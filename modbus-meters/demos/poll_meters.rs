/// Poll every meter of a JSON5 configuration file
use anyhow::Context;
use modbus_meters::config::MetersConfig;
use modbus_meters::logger::TracingLogger;
use modbus_meters::query;
use modbus_meters::registry::Registry;
use std::sync::Arc;
use std::time::Duration;
use tracing::{error, info, warn};
use tracing_subscriber::EnvFilter;

#[tokio::main]
async fn main() -> anyhow::Result<()> {
    tracing_subscriber::fmt()
        .with_env_filter(
            EnvFilter::try_from_default_env().unwrap_or_else(|_| EnvFilter::new("info")),
        )
        .init();

    let path = std::env::args()
        .nth(1)
        .unwrap_or_else(|| "meters.json5".to_string());
    let config = MetersConfig::load_from_file(&path)
        .with_context(|| format!("Failed to load config from {path}"))?;

    let registry = Registry::with_builtin_models()?;
    config.validate(&registry)?;

    let mut tasks = Vec::new();
    for device in config.devices {
        let producer = registry.create(&device.model)?;
        let mut conn = device.connect().await?;
        conn.logger(Arc::new(TracingLogger));

        info!(
            "Polling '{}' ({}) at {} slave {}",
            device.name,
            producer.description(),
            conn,
            device.slave_id
        );

        tasks.push(tokio::spawn(async move {
            if let Err(e) = query::probe(conn.as_mut(), producer.as_ref()).await {
                warn!("Device '{}': probe failed: {}", device.name, e);
            }

            loop {
                match query::query(conn.as_mut(), producer.as_ref()).await {
                    Ok(readings) => {
                        for r in readings {
                            info!(
                                "{} {} = {:.3} {}",
                                device.name,
                                r.measurement,
                                r.value,
                                r.measurement.unit()
                            );
                        }
                    }
                    Err(e) => {
                        error!("Device '{}': polling error: {}", device.name, e);
                    }
                }
                tokio::time::sleep(Duration::from_secs(5)).await;
            }
        }));
    }

    tokio::signal::ctrl_c().await?;
    info!("Received shutdown signal");
    for task in tasks {
        task.abort();
    }

    Ok(())
}
//! Bus connections shared by many slave devices.
//!
//! A [`Connection`] owns one tokio-modbus client [`Context`] and remembers which slave
//! it currently addresses. Some meters (Eastron SDM in particular) drop requests when
//! the slave id changes too quickly, so switching away from a previously addressed
//! slave waits for a settle delay first.
//!
//! The link is opened lazily on the first transaction and reopened after [`Connection::close`]
//! or a transport failure. Devices polled from different tasks each get their own
//! connection through [`Connection::clone_slave`].

use std::fmt;
use std::sync::Arc;
use std::time::Duration;

use async_trait::async_trait;
use tokio_modbus::client::{Context, Reader};
use tokio_modbus::slave::{Slave, SlaveContext};
use tracing::{debug, warn};

use crate::codec::{Address, Quantity, Word};
use crate::error::{Error, Result};
use crate::link::{Link, RtuOverTcpLink, TcpLink};
use crate::logger::{BusLogger, BusRecord};
use crate::operation::FunctionCode;

/// Pause before talking to a different slave.
pub const SETTLE_DELAY: Duration = Duration::from_millis(100);
/// Per-transaction timeout of a new connection.
pub const DEFAULT_TIMEOUT: Duration = Duration::from_secs(1);

/// Session on one physical transport.
///
/// `Display` renders the transport address.
#[async_trait]
pub trait Connection: fmt::Display + Send {
    /// Address `slave_id` in the following transactions.
    ///
    /// Waits [`SETTLE_DELAY`] first if a different, non-zero slave was addressed before.
    async fn slave(&mut self, slave_id: u8);

    /// Set the transaction timeout, returning the previous one.
    fn timeout(&mut self, timeout: Duration) -> Duration;

    /// Wait `delay` after opening the link before sending the first request.
    fn connect_delay(&mut self, delay: Duration);

    /// Drop the link. The next transaction reopens it.
    async fn close(&mut self);

    /// Independent connection to the same transport, addressing `slave_id`.
    ///
    /// Nothing but static configuration is shared with `self`.
    fn clone_slave(&self, slave_id: u8) -> Box<dyn Connection>;

    /// Underlying client, opening the link if needed.
    async fn client(&mut self) -> Result<&mut Context>;

    /// Attach a sink for raw bus records.
    fn logger(&mut self, logger: Arc<dyn BusLogger>);

    /// Read `count` registers of the class selected by `function`.
    async fn read_registers(
        &mut self,
        function: FunctionCode,
        address: Address,
        count: Quantity,
    ) -> Result<Vec<Word>>;
}

/// [`Connection`] over any [`Link`].
pub struct Bus<L: Link> {
    link: L,
    address: String,
    context: Option<Context>,
    slave_id: u8,
    prev_id: u8,
    timeout: Duration,
    connect_delay: Duration,
    settle_delay: Duration,
    logger: Option<Arc<dyn BusLogger>>,
}

pub type TcpConnection = Bus<TcpLink>;
pub type RtuOverTcpConnection = Bus<RtuOverTcpLink>;
#[cfg(feature = "serial")]
pub type RtuConnection = Bus<crate::link::RtuLink>;

impl Bus<TcpLink> {
    pub fn tcp(address: &str) -> Self {
        Self::new(TcpLink::new(address))
    }
}

impl Bus<RtuOverTcpLink> {
    pub fn rtu_over_tcp(address: &str) -> Self {
        Self::new(RtuOverTcpLink::new(address))
    }
}

#[cfg(feature = "serial")]
impl Bus<crate::link::RtuLink> {
    pub fn rtu(path: &str, baud_rate: u32) -> Self {
        Self::new(crate::link::RtuLink::new(path, baud_rate))
    }
}

impl<L: Link> Bus<L> {
    pub fn new(link: L) -> Self {
        let address = link.to_string();
        Self {
            link,
            address,
            context: None,
            slave_id: 0,
            prev_id: 0,
            timeout: DEFAULT_TIMEOUT,
            connect_delay: Duration::ZERO,
            settle_delay: SETTLE_DELAY,
            logger: None,
        }
    }

    /// Override [`SETTLE_DELAY`].
    pub fn with_settle_delay(mut self, delay: Duration) -> Self {
        self.settle_delay = delay;
        self
    }

    pub fn link(&self) -> &L {
        &self.link
    }

    /// Currently addressed slave, `0` if none was set.
    pub fn slave_id(&self) -> u8 {
        self.slave_id
    }

    pub fn is_open(&self) -> bool {
        self.context.is_some()
    }

    fn log(&self, record: BusRecord<'_>) {
        if let Some(logger) = &self.logger {
            logger.log(&record);
        }
    }

    async fn open(&mut self) -> Result<Context> {
        let context = tokio::time::timeout(self.timeout, self.link.open(Slave(self.slave_id)))
            .await
            .map_err(|_| Error::Timeout(self.timeout))??;

        debug!("Connected to {} (slave {})", self.address, self.slave_id);
        self.log(BusRecord::Connected {
            address: &self.address,
            slave: self.slave_id,
        });

        if !self.connect_delay.is_zero() {
            tokio::time::sleep(self.connect_delay).await;
        }

        Ok(context)
    }

    async fn transaction(
        &mut self,
        function: FunctionCode,
        address: Address,
        count: Quantity,
    ) -> Result<Vec<Word>> {
        let timeout = self.timeout;
        let client = self.client().await?;

        let response = tokio::time::timeout(timeout, async {
            match function {
                FunctionCode::ReadHoldingRegisters => {
                    client.read_holding_registers(address, count).await
                }
                FunctionCode::ReadInputRegisters => {
                    client.read_input_registers(address, count).await
                }
            }
        })
        .await
        .map_err(|_| Error::Timeout(timeout))?;

        Ok(response??)
    }
}

impl<L: Link> fmt::Display for Bus<L> {
    fn fmt(&self, f: &mut fmt::Formatter<'_>) -> fmt::Result {
        f.write_str(&self.address)
    }
}

impl<L: Link> fmt::Debug for Bus<L> {
    fn fmt(&self, f: &mut fmt::Formatter<'_>) -> fmt::Result {
        f.debug_struct("Bus")
            .field("link", &self.link)
            .field("open", &self.context.is_some())
            .field("slave_id", &self.slave_id)
            .field("prev_id", &self.prev_id)
            .field("timeout", &self.timeout)
            .field("connect_delay", &self.connect_delay)
            .finish_non_exhaustive()
    }
}

#[async_trait]
impl<L: Link> Connection for Bus<L> {
    async fn slave(&mut self, slave_id: u8) {
        if self.prev_id != 0 && slave_id != self.prev_id {
            debug!(
                "Switching {} from slave {} to {}",
                self.address, self.prev_id, slave_id
            );
            tokio::time::sleep(self.settle_delay).await;
        }
        self.prev_id = slave_id;
        self.slave_id = slave_id;

        if let Some(context) = self.context.as_mut() {
            context.set_slave(Slave(slave_id));
        }
    }

    fn timeout(&mut self, timeout: Duration) -> Duration {
        std::mem::replace(&mut self.timeout, timeout)
    }

    fn connect_delay(&mut self, delay: Duration) {
        self.connect_delay = delay;
    }

    async fn close(&mut self) {
        if self.context.take().is_some() {
            debug!("Closed {}", self.address);
            self.log(BusRecord::Closed {
                address: &self.address,
            });
        }
    }

    fn clone_slave(&self, slave_id: u8) -> Box<dyn Connection> {
        Box::new(Self {
            link: self.link.clone(),
            address: self.address.clone(),
            context: None,
            slave_id,
            prev_id: slave_id,
            timeout: self.timeout,
            connect_delay: self.connect_delay,
            settle_delay: self.settle_delay,
            logger: self.logger.clone(),
        })
    }

    async fn client(&mut self) -> Result<&mut Context> {
        let context = match self.context.take() {
            Some(context) => context,
            None => self.open().await?,
        };
        Ok(self.context.insert(context))
    }

    fn logger(&mut self, logger: Arc<dyn BusLogger>) {
        self.logger = Some(logger);
    }

    async fn read_registers(
        &mut self,
        function: FunctionCode,
        address: Address,
        count: Quantity,
    ) -> Result<Vec<Word>> {
        let slave = self.slave_id;
        self.log(BusRecord::Request {
            slave,
            function,
            address,
            count,
        });

        match self.transaction(function, address, count).await {
            Ok(words) => {
                self.log(BusRecord::Response {
                    slave,
                    words: &words,
                });
                Ok(words)
            }
            Err(err) => {
                self.log(BusRecord::Failed { slave, error: &err });
                if !matches!(err, Error::Exception(_)) && self.context.take().is_some() {
                    warn!("Dropping link to {} after error: {}", self.address, err);
                }
                Err(err)
            }
        }
    }
}

#[cfg(test)]
mod tests {
    use std::sync::Mutex;
    use std::time::Instant;

    use super::*;

    // nothing listens here; the tests below never open the link unless stated
    const ADDRESS: &str = "127.0.0.1:1";

    async fn elapsed<F: std::future::Future>(f: F) -> Duration {
        let start = Instant::now();
        f.await;
        start.elapsed()
    }

    #[tokio::test]
    async fn test_first_slave_does_not_block() {
        let mut conn = TcpConnection::tcp(ADDRESS);
        assert!(elapsed(conn.slave(5)).await < SETTLE_DELAY);
        assert_eq!(conn.slave_id(), 5);
    }

    #[tokio::test]
    async fn test_same_slave_does_not_block() {
        let mut conn = TcpConnection::tcp(ADDRESS);
        conn.slave(5).await;
        assert!(elapsed(conn.slave(5)).await < SETTLE_DELAY);
    }

    #[tokio::test]
    async fn test_slave_switch_waits_settle_delay() {
        let mut conn = TcpConnection::tcp(ADDRESS);
        conn.slave(5).await;
        assert!(elapsed(conn.slave(7)).await >= SETTLE_DELAY);
        assert_eq!(conn.slave_id(), 7);

        // 7 is now the previous slave
        assert!(elapsed(conn.slave(7)).await < SETTLE_DELAY);
        assert!(elapsed(conn.slave(5)).await >= SETTLE_DELAY);
    }

    #[tokio::test]
    async fn test_custom_settle_delay() {
        let delay = Duration::from_millis(250);
        let mut conn = TcpConnection::tcp(ADDRESS).with_settle_delay(delay);
        conn.slave(1).await;
        assert!(elapsed(conn.slave(2)).await >= delay);
    }

    #[tokio::test]
    async fn test_clone_starts_from_its_own_slave() {
        let mut conn = TcpConnection::tcp(ADDRESS);
        conn.slave(5).await;

        let mut clone = conn.clone_slave(9);
        assert_eq!(clone.to_string(), conn.to_string());

        // the original moves on independently
        conn.slave(3).await;

        assert!(elapsed(clone.slave(9)).await < SETTLE_DELAY);
        assert!(elapsed(clone.slave(4)).await >= SETTLE_DELAY);
    }

    #[tokio::test]
    async fn test_clone_copies_static_configuration() {
        let mut conn = TcpConnection::tcp(ADDRESS);
        conn.timeout(Duration::from_millis(300));

        let mut clone = conn.clone_slave(2);
        assert_eq!(clone.timeout(DEFAULT_TIMEOUT), Duration::from_millis(300));

        // changing the clone does not touch the original
        assert_eq!(
            conn.timeout(Duration::from_millis(400)),
            Duration::from_millis(300)
        );
    }

    #[test]
    fn test_timeout_returns_previous() {
        let mut conn = RtuOverTcpConnection::rtu_over_tcp(ADDRESS);
        let previous = conn.timeout(Duration::from_secs(5));
        assert_eq!(previous, DEFAULT_TIMEOUT);
        assert_eq!(conn.timeout(previous), Duration::from_secs(5));
    }

    #[derive(Default)]
    struct RecordingLogger(Mutex<Vec<String>>);

    impl BusLogger for RecordingLogger {
        fn log(&self, record: &BusRecord<'_>) {
            self.0.lock().unwrap().push(record.to_string());
        }
    }

    #[tokio::test]
    async fn test_failed_read_is_returned_and_logged() {
        let logger = Arc::new(RecordingLogger::default());
        let mut conn = TcpConnection::tcp(ADDRESS);
        conn.logger(logger.clone());
        conn.slave(1).await;

        let err = conn
            .read_registers(FunctionCode::ReadInputRegisters, 0, 2)
            .await
            .unwrap_err();
        assert!(matches!(err, Error::Io(_) | Error::Timeout(_)), "{err}");
        assert!(!conn.is_open());

        let records = logger.0.lock().unwrap();
        assert_eq!(records.len(), 2);
        assert_eq!(records[0], "slave 1 -> fc 0x04 addr 0x0000 cnt 2");
        assert!(records[1].starts_with("slave 1 !! "));
    }

    #[tokio::test]
    async fn test_close_never_fails() {
        let mut conn = TcpConnection::tcp(ADDRESS);
        conn.close().await;
        conn.close().await;
        assert!(!conn.is_open());
    }
}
•••
REQUIRED WORK — Please, from the material above, copy only the lines from the line with "self.prev_id = slave_id;" up to and including the line with "slave, error: &err", exactly as written.

COMPLETED TASK —
        self.prev_id = slave_id;
        self.slave_id = slave_id;

        if let Some(context) = self.context.as_mut() {
            context.set_slave(Slave(slave_id));
        }
    }

    fn timeout(&mut self, timeout: Duration) -> Duration {
        std::mem::replace(&mut self.timeout, timeout)
    }

    fn connect_delay(&mut self, delay: Duration) {
        self.connect_delay = delay;
    }

    async fn close(&mut self) {
        if self.context.take().is_some() {
            debug!("Closed {}", self.address);
            self.log(BusRecord::Closed {
                address: &self.address,
            });
        }
    }

    fn clone_slave(&self, slave_id: u8) -> Box<dyn Connection> {
        Box::new(Self {
            link: self.link.clone(),
            address: self.address.clone(),
            context: None,
            slave_id,
            prev_id: slave_id,
            timeout: self.timeout,
            connect_delay: self.connect_delay,
            settle_delay: self.settle_delay,
            logger: self.logger.clone(),
        })
    }

    async fn client(&mut self) -> Result<&mut Context> {
        let context = match self.context.take() {
            Some(context) => context,
            None => self.open().await?,
        };
        Ok(self.context.insert(context))
    }

    fn logger(&mut self, logger: Arc<dyn BusLogger>) {
        self.logger = Some(logger);
    }

    async fn read_registers(
        &mut self,
        function: FunctionCode,
        address: Address,
        count: Quantity,
    ) -> Result<Vec<Word>> {
        let slave = self.slave_id;
        self.log(BusRecord::Request {
            slave,
            function,
            address,
            count,
        });

        match self.transaction(function, address, count).await {
            Ok(words) => {
                self.log(BusRecord::Response {
                    slave,
                    words: &words,
                });
                Ok(words)
            }
            Err(err) => {
                self.log(BusRecord::Failed { slave, error: &err });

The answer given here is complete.